## Input for this task
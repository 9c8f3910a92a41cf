//! Shared library for the metrix agent and server.
//!
//! Provides:
//! - `metric`: gauge/counter values, merge rules, wire records and batches
//! - `storage`: the `Storage` contract with in-memory, file-backed and PostgreSQL backends
//! - `collector`: runtime/process/system statistics sampling for the agent
//! - `security`: integrity tags (HMAC-SHA256), RSA payload encryption, gzip, trusted subnet
//! - `config`: JSON config file loading shared by both binaries

pub mod collector;
pub mod config;
pub mod metric;
pub mod security;
pub mod storage;

/// Crate version with the git SHA it was built from.
pub const VERSION: &str = concat!(env!("CARGO_PKG_VERSION"), " (", env!("GIT_SHA"), ")");

/// Header (HTTP) / metadata key (RPC, lowercase) carrying the integrity tag.
pub const HASH_HEADER: &str = "HashSHA256";

/// Header carrying the agent's own address for trusted subnet checks.
pub const REAL_IP_HEADER: &str = "X-Real-IP";
//! The agent's control loop.
//!
//! One task drives both timers, so a collection and a report never overlap.
//! The latest snapshot is kept after a report: reports between two
//! collections resend the same values.

use std::time::Duration;

use tokio::time::{Instant, MissedTickBehavior, interval};
use tokio_util::sync::CancellationToken;
use tracing::{debug, info, warn};

use metrix_core::collector::{FileSystem, RuntimeCollector, Snapshot};

use crate::report::Reporter;

#[derive(Debug, Default, Clone, Copy, PartialEq, Eq)]
pub(crate) struct Stats {
    pub collections: u64,
    pub reports_ok: u64,
    pub reports_failed: u64,
}

pub(crate) struct Scheduler<F: FileSystem, R: Reporter> {
    collector: RuntimeCollector<F>,
    reporter: R,
    latest: Option<Snapshot>,
    stats: Stats,
}

impl<F: FileSystem, R: Reporter> Scheduler<F, R> {
    pub fn new(collector: RuntimeCollector<F>, reporter: R) -> Self {
        Self {
            collector,
            reporter,
            latest: None,
            stats: Stats::default(),
        }
    }

    /// Runs until `shutdown` is cancelled. Cancellation is observed between
    /// ticks; a report in flight is allowed to finish.
    pub async fn run(mut self, poll: Duration, report: Duration, shutdown: CancellationToken) -> Self {
        let mut poll_tick = interval(poll);
        poll_tick.set_missed_tick_behavior(MissedTickBehavior::Skip);
        let mut report_tick = interval(report);
        report_tick.set_missed_tick_behavior(MissedTickBehavior::Skip);

        info!(poll_secs = poll.as_secs_f64(), report_secs = report.as_secs_f64(), "scheduler started");
        loop {
            tokio::select! {
                biased;
                _ = shutdown.cancelled() => break,
                _ = poll_tick.tick() => self.collect(),
                _ = report_tick.tick() => self.report().await,
            }
        }
        info!(
            collections = self.stats.collections,
            reports_ok = self.stats.reports_ok,
            reports_failed = self.stats.reports_failed,
            "scheduler stopped"
        );
        self
    }

    fn collect(&mut self) {
        self.latest = Some(self.collector.collect());
        self.stats.collections += 1;
    }

    async fn report(&mut self) {
        let Some(snapshot) = &self.latest else {
            debug!("nothing collected yet, skipping report");
            return;
        };

        let t0 = Instant::now();
        match self.reporter.report(snapshot).await {
            Ok(accepted) => {
                self.stats.reports_ok += 1;
                debug!(accepted, elapsed_ms = t0.elapsed().as_millis() as u64, "report sent");
            }
            Err(e) => {
                self.stats.reports_failed += 1;
                warn!(error = %e, "report failed");
            }
        }
    }
}

#[cfg(test)]
mod tests {
    use super::*;
    use metrix_core::collector::POLL_COUNT;
    use metrix_core::collector::mock::MockFs;
    use metrix_core::metric::MetricValue;

    use crate::report::ReportError;

    #[derive(Default)]
    struct Recorder {
        poll_counts: Vec<i64>,
        fail: bool,
    }

    impl Reporter for Recorder {
        async fn report(&mut self, snapshot: &Snapshot) -> Result<usize, ReportError> {
            if let Some(MetricValue::Counter(n)) = snapshot.get(POLL_COUNT) {
                self.poll_counts.push(n);
            }
            if self.fail {
                return Err(ReportError::Rejected {
                    status: 500,
                    body: "down".into(),
                });
            }
            Ok(snapshot.len())
        }
    }

    fn cancel_after(after: Duration) -> CancellationToken {
        let token = CancellationToken::new();
        let t = token.clone();
        tokio::spawn(async move {
            tokio::time::sleep(after).await;
            t.cancel();
        });
        token
    }

    fn scheduler(recorder: Recorder) -> Scheduler<MockFs, Recorder> {
        Scheduler::new(RuntimeCollector::new(MockFs::typical_system()), recorder)
    }

    #[tokio::test(start_paused = true)]
    async fn test_reports_carry_cumulative_poll_count() {
        let token = cancel_after(Duration::from_millis(20_500));
        let done = scheduler(Recorder::default())
            .run(Duration::from_secs(2), Duration::from_secs(10), token)
            .await;

        // Ticks at 0, 10 and 20 s; polls every 2 s run first on shared ticks.
        assert_eq!(done.reporter.poll_counts, vec![1, 6, 11]);
        assert_eq!(done.stats.collections, 11);
        assert_eq!(done.stats.reports_ok, 3);
    }

    #[tokio::test(start_paused = true)]
    async fn test_reports_between_collections_resend_snapshot() {
        let token = cancel_after(Duration::from_millis(3_500));
        let done = scheduler(Recorder::default())
            .run(Duration::from_secs(10), Duration::from_secs(1), token)
            .await;

        assert_eq!(done.reporter.poll_counts, vec![1, 1, 1, 1]);
    }

    #[tokio::test(start_paused = true)]
    async fn test_failed_reports_do_not_stop_the_loop() {
        let token = cancel_after(Duration::from_millis(2_500));
        let done = scheduler(Recorder {
            fail: true,
            ..Recorder::default()
        })
        .run(Duration::from_secs(1), Duration::from_secs(1), token)
        .await;

        assert_eq!(done.stats.reports_failed, 3);
        assert_eq!(done.stats.reports_ok, 0);
        assert_eq!(done.reporter.poll_counts, vec![1, 2, 3]);
    }

    #[tokio::test(start_paused = true)]
    async fn test_cancelled_before_start_does_nothing() {
        let token = CancellationToken::new();
        token.cancel();
        let done = scheduler(Recorder::default())
            .run(Duration::from_secs(1), Duration::from_secs(1), token)
            .await;
        assert_eq!(done.stats, Stats::default());
    }
}
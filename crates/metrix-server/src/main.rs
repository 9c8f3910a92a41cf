mod app;
mod background;
mod config;
mod error;
mod handlers;
mod middleware;
mod rpc;
mod state;

use std::net::SocketAddr;
use std::process;
use std::sync::Arc;

use anyhow::Context;
use clap::Parser;
use tokio_util::sync::CancellationToken;
use tracing::{error, info, warn};
use tracing_subscriber::EnvFilter;
use tracing_subscriber::filter::LevelFilter;

use metrix_core::security::{Decryptor, Signer};
use metrix_core::storage::{self, BackendConfig, FlushPolicy, Storage};

use config::{Args, Settings};
use rpc::MetricsService;
use state::{AppState, Security};

fn main() {
    let args = Args::parse();
    init_logging(args.verbose, args.quiet);

    let settings = match Settings::load(args) {
        Ok(s) => s,
        Err(e) => {
            error!(error = %e, "invalid configuration");
            process::exit(2);
        }
    };

    let runtime = match tokio::runtime::Builder::new_multi_thread().enable_all().build() {
        Ok(rt) => rt,
        Err(e) => {
            error!(error = %e, "failed to build tokio runtime");
            process::exit(1);
        }
    };

    if let Err(e) = runtime.block_on(run(settings)) {
        error!(error = format!("{e:#}"), "server stopped");
        process::exit(1);
    }
}

fn init_logging(verbose: u8, quiet: bool) {
    let level = if quiet {
        LevelFilter::ERROR
    } else {
        match verbose {
            0 => LevelFilter::INFO,
            1 => LevelFilter::DEBUG,
            _ => LevelFilter::TRACE,
        }
    };

    let mut filter = EnvFilter::builder()
        .with_default_directive(LevelFilter::WARN.into())
        .from_env_lossy();
    for target in ["metrix_server", "metrix_core"] {
        if let Ok(directive) = format!("{target}={level}").parse() {
            filter = filter.add_directive(directive);
        }
    }

    tracing_subscriber::fmt()
        .with_env_filter(filter)
        .with_target(false)
        .init();
}

fn build_security(settings: &Settings) -> anyhow::Result<Security> {
    let signer = settings
        .key
        .as_deref()
        .map(|k| Signer::new(k.as_bytes()))
        .transpose()
        .context("cannot initialize HMAC key")?;
    let decryptor = settings
        .crypto_key
        .as_ref()
        .map(Decryptor::from_file)
        .transpose()
        .context("cannot load private key")?;

    info!(
        integrity = signer.is_some(),
        encryption = decryptor.is_some(),
        trusted_subnet = ?settings.trusted_subnet.map(|s| s.to_string()),
        "transport security"
    );
    Ok(Security {
        signer,
        decryptor,
        trusted: settings.trusted_subnet,
    })
}

async fn run(settings: Settings) -> anyhow::Result<()> {
    info!(version = metrix_core::VERSION, "starting metrix-server");

    let backend = settings.backend.clone();
    let store: Arc<dyn Storage> = tokio::task::spawn_blocking(move || storage::open(&backend))
        .await
        .context("storage initialization panicked")?
        .context("cannot open storage")?;

    let state = AppState::new(store.clone(), build_security(&settings)?);
    let shutdown = CancellationToken::new();

    let token = shutdown.clone();
    if let Err(e) = ctrlc::set_handler(move || {
        info!("received shutdown signal");
        token.cancel();
    }) {
        warn!(error = %e, "failed to set signal handler");
    }

    let mut flusher = None;
    if let BackendConfig::File {
        policy: FlushPolicy::Interval(period),
        ..
    } = settings.backend
    {
        flusher = Some(tokio::spawn(background::flush_loop(
            store.clone(),
            period,
            shutdown.clone(),
        )));
    }

    let grpc = match &settings.grpc_address {
        Some(addr) => Some(spawn_grpc(addr, state.clone(), shutdown.clone()).await?),
        None => None,
    };

    let listener = tokio::net::TcpListener::bind(&settings.address)
        .await
        .with_context(|| format!("cannot bind {}", settings.address))?;
    info!(addr = %listener.local_addr()?, "http listening");

    let app = app::router(state).into_make_service_with_connect_info::<SocketAddr>();
    let served = axum::serve(listener, app)
        .with_graceful_shutdown(shutdown.clone().cancelled_owned())
        .await
        .context("http server error");
    // A failed HTTP listener still stops the other tasks and flushes.
    shutdown.cancel();

    if let Some(grpc) = grpc {
        match grpc.await {
            Ok(Err(e)) => error!(error = %e, "grpc server error"),
            Err(e) => error!(error = %e, "grpc task panicked"),
            Ok(Ok(())) => {}
        }
    }
    if let Some(flusher) = flusher {
        let _ = flusher.await;
    }

    background::flush(store).await;
    info!("shutdown complete");
    served
}

async fn spawn_grpc(
    addr: &str,
    state: AppState,
    shutdown: CancellationToken,
) -> anyhow::Result<tokio::task::JoinHandle<Result<(), tonic::transport::Error>>> {
    let addr: SocketAddr = tokio::net::lookup_host(addr)
        .await
        .with_context(|| format!("cannot resolve {addr}"))?
        .next()
        .with_context(|| format!("{addr} resolves to no address"))?;
    info!(%addr, "grpc listening");

    let service = MetricsService::new(state).into_server();
    Ok(tokio::spawn(
        tonic::transport::Server::builder()
            .add_service(service)
            .serve_with_shutdown(addr, shutdown.cancelled_owned()),
    ))
}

## Task instructions
From the line that has "mod background;" through the line that has "use tracing_subscriber::EnvFilter;", copy every line exactly as it appears above, and leave out all others.

## Result
mod background;
mod config;
mod error;
mod handlers;
mod middleware;
mod rpc;
mod state;

use std::net::SocketAddr;
use std::process;
use std::sync::Arc;

use anyhow::Context;
use clap::Parser;
use tokio_util::sync::CancellationToken;
use tracing::{error, info, warn};
use tracing_subscriber::EnvFilter;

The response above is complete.